Output, word for word, every line from the start of the listing down to and including the line that contains "let (value, calc)"; include nothing else.

Content starts

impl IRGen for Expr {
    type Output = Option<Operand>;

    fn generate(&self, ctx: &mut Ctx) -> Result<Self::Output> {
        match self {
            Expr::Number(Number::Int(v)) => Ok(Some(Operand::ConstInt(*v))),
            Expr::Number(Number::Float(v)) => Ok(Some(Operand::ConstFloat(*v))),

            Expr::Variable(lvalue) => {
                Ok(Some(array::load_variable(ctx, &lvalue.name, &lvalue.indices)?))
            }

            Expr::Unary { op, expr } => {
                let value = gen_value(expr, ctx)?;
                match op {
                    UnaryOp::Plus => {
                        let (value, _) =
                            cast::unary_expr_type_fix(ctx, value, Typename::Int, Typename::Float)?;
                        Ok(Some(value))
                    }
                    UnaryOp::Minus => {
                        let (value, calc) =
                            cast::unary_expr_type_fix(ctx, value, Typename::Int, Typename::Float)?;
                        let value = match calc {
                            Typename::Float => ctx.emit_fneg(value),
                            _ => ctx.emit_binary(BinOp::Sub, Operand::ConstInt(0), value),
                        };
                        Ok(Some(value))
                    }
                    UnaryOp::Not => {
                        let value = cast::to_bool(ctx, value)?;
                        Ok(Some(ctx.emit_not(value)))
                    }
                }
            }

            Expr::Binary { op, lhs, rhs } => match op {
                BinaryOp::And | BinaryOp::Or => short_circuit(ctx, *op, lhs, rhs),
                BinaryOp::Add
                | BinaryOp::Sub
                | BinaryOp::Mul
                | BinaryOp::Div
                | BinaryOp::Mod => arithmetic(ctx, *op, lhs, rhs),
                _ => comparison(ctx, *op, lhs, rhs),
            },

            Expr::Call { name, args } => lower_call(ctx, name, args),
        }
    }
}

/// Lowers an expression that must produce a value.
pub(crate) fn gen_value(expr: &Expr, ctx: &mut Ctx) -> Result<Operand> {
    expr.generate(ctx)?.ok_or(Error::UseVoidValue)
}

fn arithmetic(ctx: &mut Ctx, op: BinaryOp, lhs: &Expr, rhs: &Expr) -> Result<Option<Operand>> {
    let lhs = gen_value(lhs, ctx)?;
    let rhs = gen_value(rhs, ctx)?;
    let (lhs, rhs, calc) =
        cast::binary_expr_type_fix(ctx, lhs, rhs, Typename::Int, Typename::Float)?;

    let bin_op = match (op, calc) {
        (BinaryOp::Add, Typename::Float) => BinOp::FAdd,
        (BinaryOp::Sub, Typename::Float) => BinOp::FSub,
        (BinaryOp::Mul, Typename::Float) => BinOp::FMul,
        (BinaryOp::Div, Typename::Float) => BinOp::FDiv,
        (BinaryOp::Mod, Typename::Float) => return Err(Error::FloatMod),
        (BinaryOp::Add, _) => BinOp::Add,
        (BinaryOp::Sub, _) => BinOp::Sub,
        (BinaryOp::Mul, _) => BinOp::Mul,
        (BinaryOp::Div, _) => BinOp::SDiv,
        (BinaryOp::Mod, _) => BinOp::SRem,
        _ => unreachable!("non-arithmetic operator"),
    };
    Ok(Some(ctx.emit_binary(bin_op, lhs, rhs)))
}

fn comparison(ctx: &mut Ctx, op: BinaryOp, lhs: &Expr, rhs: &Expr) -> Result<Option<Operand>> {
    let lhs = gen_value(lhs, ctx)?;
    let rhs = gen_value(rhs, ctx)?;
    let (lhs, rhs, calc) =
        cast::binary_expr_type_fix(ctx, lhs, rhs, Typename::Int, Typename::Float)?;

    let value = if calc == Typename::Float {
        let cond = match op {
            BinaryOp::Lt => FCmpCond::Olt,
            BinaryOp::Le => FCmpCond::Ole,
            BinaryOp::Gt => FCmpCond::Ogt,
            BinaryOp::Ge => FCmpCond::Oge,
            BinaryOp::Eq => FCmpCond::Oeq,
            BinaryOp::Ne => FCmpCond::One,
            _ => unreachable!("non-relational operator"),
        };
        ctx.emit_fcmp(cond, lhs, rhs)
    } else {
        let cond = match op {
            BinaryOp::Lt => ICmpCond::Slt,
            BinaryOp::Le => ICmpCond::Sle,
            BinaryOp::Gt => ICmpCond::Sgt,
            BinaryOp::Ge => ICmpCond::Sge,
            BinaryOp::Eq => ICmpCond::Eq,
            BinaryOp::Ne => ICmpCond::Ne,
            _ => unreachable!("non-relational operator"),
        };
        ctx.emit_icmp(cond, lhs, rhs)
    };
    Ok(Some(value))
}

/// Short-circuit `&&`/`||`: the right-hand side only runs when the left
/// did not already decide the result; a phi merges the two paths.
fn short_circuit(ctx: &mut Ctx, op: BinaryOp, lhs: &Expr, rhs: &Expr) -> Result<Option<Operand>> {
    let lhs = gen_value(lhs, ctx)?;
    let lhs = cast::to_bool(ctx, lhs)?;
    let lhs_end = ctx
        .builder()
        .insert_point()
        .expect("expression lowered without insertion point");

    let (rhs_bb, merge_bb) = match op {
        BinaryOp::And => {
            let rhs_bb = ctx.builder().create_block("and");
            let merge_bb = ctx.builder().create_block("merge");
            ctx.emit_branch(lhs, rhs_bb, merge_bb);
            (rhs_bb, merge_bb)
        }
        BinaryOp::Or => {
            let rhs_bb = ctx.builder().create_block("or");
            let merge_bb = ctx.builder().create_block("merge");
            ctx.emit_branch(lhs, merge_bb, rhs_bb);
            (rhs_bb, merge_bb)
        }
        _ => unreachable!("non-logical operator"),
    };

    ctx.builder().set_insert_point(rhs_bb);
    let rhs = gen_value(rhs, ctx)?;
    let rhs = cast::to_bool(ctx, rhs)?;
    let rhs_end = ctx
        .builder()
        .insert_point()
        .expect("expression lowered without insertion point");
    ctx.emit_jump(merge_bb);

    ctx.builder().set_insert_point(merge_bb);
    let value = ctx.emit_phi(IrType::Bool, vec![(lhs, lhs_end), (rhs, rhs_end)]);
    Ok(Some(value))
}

Content ends

- **Result**:
impl IRGen for Expr {
    type Output = Option<Operand>;

    fn generate(&self, ctx: &mut Ctx) -> Result<Self::Output> {
        match self {
            Expr::Number(Number::Int(v)) => Ok(Some(Operand::ConstInt(*v))),
            Expr::Number(Number::Float(v)) => Ok(Some(Operand::ConstFloat(*v))),

            Expr::Variable(lvalue) => {
                Ok(Some(array::load_variable(ctx, &lvalue.name, &lvalue.indices)?))
            }

            Expr::Unary { op, expr } => {
                let value = gen_value(expr, ctx)?;
                match op {
                    UnaryOp::Plus => {
                        let (value, _) =
                            cast::unary_expr_type_fix(ctx, value, Typename::Int, Typename::Float)?;
                        Ok(Some(value))
                    }
                    UnaryOp::Minus => {
                        let (value, calc) =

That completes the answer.